La France est très dépendante de l'uranium. 75 % de son électricité est produite dans des centrales nucléaires. Il consomme 13,1% de la consommation mondiale d'uranium. Le pays satisfait ses besoins en uranium principalement au Niger et au Kazakhstan. Cependant, la production d'uranium au Niger est en baisse. L'extraction d'uranium à la mine d'Akouta a cessé cette année. La part de l'Orano français dans ce domaine est de 59%.
Quant au Kazakhstan, dans le cadre d'un contrat signé fin 2015, Kazatomprom doit fournir au plus grand exploitant de centrales nucléaires au monde, la société française Electricité de France (EDF), 4 500 tonnes de concentré d'uranium de 2021 à 2025, mais des militants écologistes kazakhs , derrière lesquels se tiennent les structures américaines, ont exprimé leur mécontentement face aux activités d'Orano. Il y a deux ans, pour développer le développement des gisements d'uranium, Orano, avec l'autorisation des autorités, a abattu près de 400 hectares de la forêt réservée de saxaul. L'édition Novastan.org (dont parraine l'Université américaine d'Asie centrale) a tout de suite réagi, évoquant les dommages environnementaux causés par la déforestation des forêts protégées.

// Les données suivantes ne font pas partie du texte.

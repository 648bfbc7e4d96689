use rust_decimal::Decimal;
use sea_orm::entity::prelude::*;

/// 商品实体
/// 说明:
/// - price 原价，两位小数
/// - discount 折扣百分比 (0-100)
/// - new_price 折后价，每次保存时由 price/discount 重新计算，不接受外部写入
#[derive(Clone, Debug, PartialEq, DeriveEntityModel, Eq)]
#[sea_orm(table_name = "products")]
pub struct Model {
    #[sea_orm(primary_key)]
    pub id: i64,
    pub name_en: String,
    pub name_hu: String,
    #[sea_orm(column_type = "Text")]
    pub description_en: String,
    #[sea_orm(column_type = "Text")]
    pub description_hu: String,
    #[sea_orm(column_type = "Decimal(Some((15, 2)))")]
    pub price: Decimal,
    pub discount: i32,
    #[sea_orm(column_type = "Decimal(Some((10, 2)))")]
    pub new_price: Decimal,
    pub is_best: bool,
    pub is_active: bool,
    pub thumbnail: String,
    pub image: String,
    pub category_id: i64,
}

#[derive(Copy, Clone, Debug, EnumIter, DeriveRelation)]
pub enum Relation {
    #[sea_orm(
        belongs_to = "super::categories::Entity",
        from = "Column::CategoryId",
        to = "super::categories::Column::Id",
        on_delete = "Cascade"
    )]
    Category,
    #[sea_orm(has_many = "super::order_items::Entity")]
    OrderItems,
}

impl Related<super::categories::Entity> for Entity {
    fn to() -> RelationDef {
        Relation::Category.def()
    }
}

impl Related<super::order_items::Entity> for Entity {
    fn to() -> RelationDef {
        Relation::OrderItems.def()
    }
}

impl ActiveModelBehavior for ActiveModel {}
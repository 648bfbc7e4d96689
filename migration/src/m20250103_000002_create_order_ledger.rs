use sea_orm_migration::prelude::extension::postgres::Type;
use sea_orm_migration::prelude::*;

#[derive(DeriveIden)]
enum Users {
    Table,
    Id,
}

#[derive(DeriveIden)]
enum Products {
    Table,
    Id,
}

#[derive(DeriveIden)]
enum OrderItems {
    Table,
    Id,
    UserId,
    ProductId,
    Quantity,
    Total,
    Status,
    CreatedAt,
}

#[derive(DeriveIden)]
enum Orders {
    Table,
    Id,
    UserId,
    SumTotal,
    Status,
    CreatedAt,
    UpdatedAt,
}

#[derive(DeriveIden)]
enum OrderItemRelations {
    Table,
    Id,
    OrderId,
    OrderItemId,
}

#[derive(DeriveMigrationName)]
pub struct Migration;

#[async_trait::async_trait]
impl MigrationTrait for Migration {
    async fn up(&self, manager: &SchemaManager) -> Result<(), DbErr> {
        manager
            .create_type(
                Type::create()
                    .as_enum(Alias::new("order_item_status"))
                    .values(vec![
                        Alias::new("pending"),
                        Alias::new("active"),
                        Alias::new("completed"),
                        Alias::new("canceled"),
                    ])
                    .to_owned(),
            )
            .await?;

        manager
            .create_type(
                Type::create()
                    .as_enum(Alias::new("order_status"))
                    .values(vec![
                        Alias::new("active"),
                        Alias::new("completed"),
                        Alias::new("canceled"),
                    ])
                    .to_owned(),
            )
            .await?;

        manager
            .create_table(
                Table::create()
                    .table(OrderItems::Table)
                    .if_not_exists()
                    .col(
                        ColumnDef::new(OrderItems::Id)
                            .big_integer()
                            .not_null()
                            .auto_increment()
                            .primary_key(),
                    )
                    .col(ColumnDef::new(OrderItems::UserId).big_integer().not_null())
                    .col(
                        ColumnDef::new(OrderItems::ProductId)
                            .big_integer()
                            .not_null(),
                    )
                    .col(
                        ColumnDef::new(OrderItems::Quantity)
                            .integer()
                            .not_null()
                            .check(Expr::col(OrderItems::Quantity).between(1, 100)),
                    )
                    .col(
                        ColumnDef::new(OrderItems::Total)
                            .decimal_len(10, 2)
                            .not_null(),
                    )
                    .col(
                        ColumnDef::new(OrderItems::Status)
                            .custom(Alias::new("order_item_status"))
                            .not_null()
                            .default(Expr::cust("'pending'::order_item_status")),
                    )
                    .col(
                        ColumnDef::new(OrderItems::CreatedAt)
                            .timestamp_with_time_zone()
                            .not_null()
                            .default(Expr::cust("NOW()")),
                    )
                    .foreign_key(
                        ForeignKey::create()
                            .name("fk_order_items_user")
                            .from(OrderItems::Table, OrderItems::UserId)
                            .to(Users::Table, Users::Id)
                            .on_delete(ForeignKeyAction::Cascade),
                    )
                    .foreign_key(
                        ForeignKey::create()
                            .name("fk_order_items_product")
                            .from(OrderItems::Table, OrderItems::ProductId)
                            .to(Products::Table, Products::Id)
                            .on_delete(ForeignKeyAction::Cascade),
                    )
                    .to_owned(),
            )
            .await?;

        // 认领订单时按状态扫描 pending 明细
        manager
            .create_index(
                Index::create()
                    .if_not_exists()
                    .name("idx_order_items_status")
                    .table(OrderItems::Table)
                    .col(OrderItems::Status)
                    .to_owned(),
            )
            .await?;

        manager
            .create_index(
                Index::create()
                    .if_not_exists()
                    .name("idx_order_items_user")
                    .table(OrderItems::Table)
                    .col(OrderItems::UserId)
                    .to_owned(),
            )
            .await?;

        manager
            .create_table(
                Table::create()
                    .table(Orders::Table)
                    .if_not_exists()
                    .col(
                        ColumnDef::new(Orders::Id)
                            .big_integer()
                            .not_null()
                            .auto_increment()
                            .primary_key(),
                    )
                    .col(ColumnDef::new(Orders::UserId).big_integer().not_null())
                    .col(
                        ColumnDef::new(Orders::SumTotal)
                            .decimal_len(10, 2)
                            .not_null()
                            .default(0),
                    )
                    .col(
                        ColumnDef::new(Orders::Status)
                            .custom(Alias::new("order_status"))
                            .not_null()
                            .default(Expr::cust("'active'::order_status")),
                    )
                    .col(
                        ColumnDef::new(Orders::CreatedAt)
                            .timestamp_with_time_zone()
                            .not_null()
                            .default(Expr::cust("NOW()")),
                    )
                    .col(
                        ColumnDef::new(Orders::UpdatedAt)
                            .timestamp_with_time_zone()
                            .not_null()
                            .default(Expr::cust("NOW()")),
                    )
                    .foreign_key(
                        ForeignKey::create()
                            .name("fk_orders_user")
                            .from(Orders::Table, Orders::UserId)
                            .to(Users::Table, Users::Id)
                            .on_delete(ForeignKeyAction::Cascade),
                    )
                    .to_owned(),
            )
            .await?;

        manager
            .create_index(
                Index::create()
                    .if_not_exists()
                    .name("idx_orders_user")
                    .table(Orders::Table)
                    .col(Orders::UserId)
                    .to_owned(),
            )
            .await?;

        manager
            .create_table(
                Table::create()
                    .table(OrderItemRelations::Table)
                    .if_not_exists()
                    .col(
                        ColumnDef::new(OrderItemRelations::Id)
                            .big_integer()
                            .not_null()
                            .auto_increment()
                            .primary_key(),
                    )
                    .col(
                        ColumnDef::new(OrderItemRelations::OrderId)
                            .big_integer()
                            .not_null(),
                    )
                    .col(
                        ColumnDef::new(OrderItemRelations::OrderItemId)
                            .big_integer()
                            .not_null(),
                    )
                    .foreign_key(
                        ForeignKey::create()
                            .name("fk_order_item_relations_order")
                            .from(OrderItemRelations::Table, OrderItemRelations::OrderId)
                            .to(Orders::Table, Orders::Id)
                            .on_delete(ForeignKeyAction::Cascade),
                    )
                    .foreign_key(
                        ForeignKey::create()
                            .name("fk_order_item_relations_item")
                            .from(
                                OrderItemRelations::Table,
                                OrderItemRelations::OrderItemId,
                            )
                            .to(OrderItems::Table, OrderItems::Id)
                            .on_delete(ForeignKeyAction::Cascade),
                    )
                    .to_owned(),
            )
            .await?;

        manager
            .create_index(
                Index::create()
                    .if_not_exists()
                    .name("idx_order_item_relations_pair_unique")
                    .table(OrderItemRelations::Table)
                    .col(OrderItemRelations::OrderId)
                    .col(OrderItemRelations::OrderItemId)
                    .unique()
                    .to_owned(),
            )
            .await?;

        manager
            .create_index(
                Index::create()
                    .if_not_exists()
                    .name("idx_order_item_relations_item")
                    .table(OrderItemRelations::Table)
                    .col(OrderItemRelations::OrderItemId)
                    .to_owned(),
            )
            .await?;

        Ok(())
    }

    async fn down(&self, manager: &SchemaManager) -> Result<(), DbErr> {
        // 删除顺序：关联 -> 订单 -> 明细 -> 枚举
        manager
            .drop_table(
                Table::drop()
                    .if_exists()
                    .table(OrderItemRelations::Table)
                    .to_owned(),
            )
            .await?;
        manager
            .drop_table(Table::drop().if_exists().table(Orders::Table).to_owned())
            .await?;
        manager
            .drop_table(Table::drop().if_exists().table(OrderItems::Table).to_owned())
            .await?;
        manager
            .drop_type(Type::drop().if_exists().name(Alias::new("order_status")).to_owned())
            .await?;
        manager
            .drop_type(
                Type::drop()
                    .if_exists()
                    .name(Alias::new("order_item_status"))
                    .to_owned(),
            )
            .await?;
        Ok(())
    }
}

Ils ont, ainsi, progressivement commencé à évincer la France de l'uranium kazakh. Dans le cadre du nouvel accord de partage de production, la France ne recevra que 40 % de l'uranium extrait à partir de 2022. «Il est fort probable que la part de la France ait été réduite sous la pression de Washington comme une sorte de premier avertissement que la Ve République devrait se plier aux règles américaines qui visent actuellement à freiner le développement de l'énergie nucléaire chinoise. Si la France ne limite pas sa coopération avec la RPC, il ne sera pas difficile pour les Etats-Unis d'obliger les autorités kazakhes à restreindre davantage la part de la France. Une forte baisse de l'approvisionnement de la France en concentré d'uranium dans le cadre d'un contrat avec EDF n'est pas à exclure.

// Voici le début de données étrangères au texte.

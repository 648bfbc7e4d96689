use crate::entities::{
    OrderItemStatus, order_item_entity as order_items, order_item_relation_entity as relations,
    product_entity as products,
};
use crate::error::{AppError, AppResult};
use crate::models::*;
use crate::services::order_ledger::{self, DeletionGuard};
use crate::utils::pricing;
use chrono::Utc;
use sea_orm::{
    ActiveModelTrait, ColumnTrait, DatabaseConnection, EntityTrait, IntoActiveModel,
    PaginatorTrait, QueryFilter, QueryOrder, QuerySelect, Set, TransactionTrait,
};
use std::collections::HashMap;
use std::sync::Arc;

#[derive(Clone)]
pub struct OrderItemService {
    pool: Arc<DatabaseConnection>,
}

impl OrderItemService {
    pub fn new(pool: impl Into<Arc<DatabaseConnection>>) -> Self {
        Self { pool: pool.into() }
    }

    /// 新建明细，状态固定为 Pending
    pub async fn create_order_item(
        &self,
        user_id: i64,
        request: CreateOrderItemRequest,
    ) -> AppResult<OrderItemResponse> {
        pricing::validate_quantity(request.quantity)?;

        let product = products::Entity::find_by_id(request.product_id)
            .one(self.pool.as_ref())
            .await?
            .ok_or_else(|| AppError::NotFound("Product not found".into()))?;
        if !product.is_active {
            return Err(AppError::ValidationError(
                "Product is not available for ordering".into(),
            ));
        }

        let total = pricing::line_total(request.quantity, product.new_price)?;
        let item = order_items::ActiveModel {
            user_id: Set(user_id),
            product_id: Set(product.id),
            quantity: Set(request.quantity),
            total: Set(total),
            status: Set(OrderItemStatus::Pending),
            created_at: Set(Utc::now()),
            ..Default::default()
        }
        .insert(self.pool.as_ref())
        .await?;

        log::info!(
            "User {user_id} added order item {} (product {} x{})",
            item.id,
            product.id,
            item.quantity
        );
        Ok(OrderItemResponse::new(item, Some(product), None))
    }

    pub async fn list_order_items(
        &self,
        user_id: i64,
        query: &OrderItemQuery,
    ) -> AppResult<PaginatedOrderItemResponse> {
        let params = PaginationParams::new(query.page, query.per_page);

        let mut base_query =
            order_items::Entity::find().filter(order_items::Column::UserId.eq(user_id));
        if let Some(status) = query.status {
            base_query = base_query.filter(order_items::Column::Status.eq(status));
        }

        let total = base_query.clone().count(self.pool.as_ref()).await? as i64;

        let rows = base_query
            .find_also_related(products::Entity)
            .order_by_desc(order_items::Column::CreatedAt)
            .order_by_desc(order_items::Column::Id)
            .limit(params.get_limit() as u64)
            .offset(params.get_offset() as u64)
            .all(self.pool.as_ref())
            .await?;

        let item_ids: Vec<i64> = rows.iter().map(|(item, _)| item.id).collect();
        let owners = self.owning_orders(&item_ids).await?;

        let data = rows
            .into_iter()
            .map(|(item, product)| {
                let order_id = owners.get(&item.id).copied();
                OrderItemResponse::new(item, product, order_id)
            })
            .collect();

        Ok(PaginatedResponse::new(
            data,
            params.get_page(),
            params.get_limit(),
            total,
        ))
    }

    pub async fn get_order_item(&self, user_id: i64, item_id: i64) -> AppResult<OrderItemResponse> {
        let (item, product) = order_items::Entity::find_by_id(item_id)
            .filter(order_items::Column::UserId.eq(user_id))
            .find_also_related(products::Entity)
            .one(self.pool.as_ref())
            .await?
            .ok_or_else(|| AppError::NotFound("Order item not found".into()))?;

        let owners = self.owning_orders(&[item.id]).await?;
        let order_id = owners.get(&item.id).copied();
        Ok(OrderItemResponse::new(item, product, order_id))
    }

    /// 修改数量（仅 Pending 明细），重新计算 total
    pub async fn update_quantity(
        &self,
        user_id: i64,
        item_id: i64,
        request: UpdateOrderItemRequest,
    ) -> AppResult<OrderItemResponse> {
        pricing::validate_quantity(request.quantity)?;

        let txn = self.pool.begin().await?;
        let item = order_items::Entity::find_by_id(item_id)
            .filter(order_items::Column::UserId.eq(user_id))
            .lock_exclusive()
            .one(&txn)
            .await?
            .ok_or_else(|| AppError::NotFound("Order item not found".into()))?;

        if item.status != OrderItemStatus::Pending {
            return Err(AppError::ValidationError(
                "Only pending order items can be changed".into(),
            ));
        }

        let product = products::Entity::find_by_id(item.product_id)
            .one(&txn)
            .await?
            .ok_or_else(|| AppError::NotFound("Product not found".into()))?;

        let total = pricing::line_total(request.quantity, product.new_price)?;
        let mut am = item.into_active_model();
        am.quantity = Set(request.quantity);
        am.total = Set(total);
        let updated = am.update(&txn).await?;
        txn.commit().await?;

        Ok(OrderItemResponse::new(updated, Some(product), None))
    }

    /// 删除明细；已完成或已取消的明细不可删除
    pub async fn delete_order_item(&self, user_id: i64, item_id: i64) -> AppResult<()> {
        let txn = self.pool.begin().await?;
        let item = order_items::Entity::find_by_id(item_id)
            .filter(order_items::Column::UserId.eq(user_id))
            .lock_exclusive()
            .one(&txn)
            .await?
            .ok_or_else(|| AppError::NotFound("Order item not found".into()))?;

        if item.status.is_terminal() {
            return Err(AppError::ValidationError(
                "Completed or canceled order items cannot be deleted".into(),
            ));
        }

        let mut guard = DeletionGuard::new();
        order_ledger::delete_order_item(&txn, item.id, &mut guard).await?;
        txn.commit().await?;
        Ok(())
    }

    /// 明细 id -> 所属订单 id
    async fn owning_orders(&self, item_ids: &[i64]) -> AppResult<HashMap<i64, i64>> {
        if item_ids.is_empty() {
            return Ok(HashMap::new());
        }
        let links = relations::Entity::find()
            .filter(relations::Column::OrderItemId.is_in(item_ids.to_vec()))
            .all(self.pool.as_ref())
            .await?;
        Ok(links
            .into_iter()
            .map(|r| (r.order_item_id, r.order_id))
            .collect())
    }
}

#[cfg(test)]
mod tests {
    use super::*;
    use rust_decimal::Decimal;
    use sea_orm::{DatabaseBackend, MockDatabase, MockExecResult};
    use std::str::FromStr;

    fn dec(s: &str) -> Decimal {
        Decimal::from_str(s).unwrap()
    }

    fn product(is_active: bool) -> products::Model {
        products::Model {
            id: 1,
            name_en: "Margherita".into(),
            name_hu: "Margaréta".into(),
            description_en: String::new(),
            description_hu: String::new(),
            price: dec("10.00"),
            discount: 20,
            new_price: dec("8.0"),
            is_best: false,
            is_active,
            thumbnail: String::new(),
            image: String::new(),
            category_id: 1,
        }
    }

    fn item(status: OrderItemStatus) -> order_items::Model {
        order_items::Model {
            id: 5,
            user_id: 1,
            product_id: 1,
            quantity: 3,
            total: dec("24.0"),
            status,
            created_at: Utc::now(),
        }
    }

    #[tokio::test]
    async fn test_create_rejects_quantity_out_of_range() {
        let db = MockDatabase::new(DatabaseBackend::Postgres).into_connection();
        let service = OrderItemService::new(db);

        for quantity in [0, 101] {
            let err = service
                .create_order_item(
                    1,
                    CreateOrderItemRequest {
                        product_id: 1,
                        quantity,
                    },
                )
                .await
                .unwrap_err();
            assert!(matches!(err, AppError::ValidationError(_)));
        }
    }

    #[tokio::test]
    async fn test_create_requires_existing_product() {
        let db = MockDatabase::new(DatabaseBackend::Postgres)
            .append_query_results([Vec::<products::Model>::new()])
            .into_connection();
        let service = OrderItemService::new(db);

        let err = service
            .create_order_item(
                1,
                CreateOrderItemRequest {
                    product_id: 42,
                    quantity: 1,
                },
            )
            .await
            .unwrap_err();
        assert!(matches!(err, AppError::NotFound(_)));
    }

    #[tokio::test]
    async fn test_create_rejects_inactive_product() {
        let db = MockDatabase::new(DatabaseBackend::Postgres)
            .append_query_results([vec![product(false)]])
            .into_connection();
        let service = OrderItemService::new(db);

        let err = service
            .create_order_item(
                1,
                CreateOrderItemRequest {
                    product_id: 1,
                    quantity: 1,
                },
            )
            .await
            .unwrap_err();
        assert!(matches!(err, AppError::ValidationError(_)));
    }

    #[tokio::test]
    async fn test_create_computes_total_and_starts_pending() {
        let db = MockDatabase::new(DatabaseBackend::Postgres)
            .append_query_results([vec![product(true)]])
            .append_query_results([vec![item(OrderItemStatus::Pending)]])
            .into_connection();
        let service = OrderItemService::new(db);

        let response = service
            .create_order_item(
                1,
                CreateOrderItemRequest {
                    product_id: 1,
                    quantity: 3,
                },
            )
            .await
            .unwrap();
        assert_eq!(response.total.to_string(), "24.0");
        assert_eq!(response.status, OrderItemStatus::Pending);
        assert_eq!(response.order_id, None);
    }

    #[tokio::test]
    async fn test_update_quantity_only_while_pending() {
        let db = MockDatabase::new(DatabaseBackend::Postgres)
            .append_query_results([vec![item(OrderItemStatus::Active)]])
            .into_connection();
        let service = OrderItemService::new(db);

        let err = service
            .update_quantity(1, 5, UpdateOrderItemRequest { quantity: 2 })
            .await
            .unwrap_err();
        assert!(matches!(err, AppError::ValidationError(_)));
    }

    #[tokio::test]
    async fn test_delete_terminal_item_is_rejected() {
        let db = MockDatabase::new(DatabaseBackend::Postgres)
            .append_query_results([vec![item(OrderItemStatus::Completed)]])
            .into_connection();
        let service = OrderItemService::new(db);

        let err = service.delete_order_item(1, 5).await.unwrap_err();
        assert!(matches!(err, AppError::ValidationError(_)));
    }

    #[tokio::test]
    async fn test_delete_pending_item() {
        let db = MockDatabase::new(DatabaseBackend::Postgres)
            .append_query_results([vec![item(OrderItemStatus::Pending)]])
            // no relations for a pending item
            .append_query_results([Vec::<relations::Model>::new()])
            .append_exec_results([MockExecResult {
                last_insert_id: 0,
                rows_affected: 1,
            }])
            .into_connection();
        let service = OrderItemService::new(db);

        service.delete_order_item(1, 5).await.unwrap();
    }

    #[tokio::test]
    async fn test_delete_active_item_recomputes_owning_order() {
        let db = Arc::new(
            MockDatabase::new(DatabaseBackend::Postgres)
                .append_query_results([vec![item(OrderItemStatus::Active)]])
                .append_query_results([vec![relations::Model {
                    id: 1,
                    order_id: 10,
                    order_item_id: 5,
                }]])
                // recompute: the order has no members left
                .append_query_results([Vec::<order_items::Model>::new()])
                .append_exec_results([
                    MockExecResult {
                        last_insert_id: 0,
                        rows_affected: 1,
                    },
                    MockExecResult {
                        last_insert_id: 0,
                        rows_affected: 1,
                    },
                    MockExecResult {
                        last_insert_id: 0,
                        rows_affected: 1,
                    },
                ])
                .into_connection(),
        );
        let service = OrderItemService::new(db.clone());

        service.delete_order_item(1, 5).await.unwrap();

        drop(service);
        let Ok(db) = Arc::try_unwrap(db) else {
            panic!("connection is still shared");
        };
        let sql = format!("{:?}", db.into_transaction_log()).replace("\\\"", "\"");
        let relations_delete = sql.find(r#"DELETE FROM "order_item_relations""#).unwrap();
        let recompute = sql.find(r#"UPDATE "orders" SET "sum_total""#).unwrap();
        let item_delete = sql.find(r#"DELETE FROM "order_items""#).unwrap();
        assert!(relations_delete < recompute);
        assert!(recompute < item_delete);
    }
}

Une telle tournure des événements donnera une chance au leader en difficulté financière de la compagnie nucléaire américaine Westinghouse Electric Corporation qui après la faillite est passée sous le contrôle du japonais Toshiba. L'UE est un concurrent des Etats-Unis sur les marchés mondiaux et la France est l'une des premières puissances de l'UE. Par conséquent, l'Amérique et ses alliés AUKUS continueront de saper la position de la France. Emmanuel Macron n'est pas le général de Gaulle; avec un tel président, les Français seront obligés de continuer à suivre dans le sillage des Etats-Unis.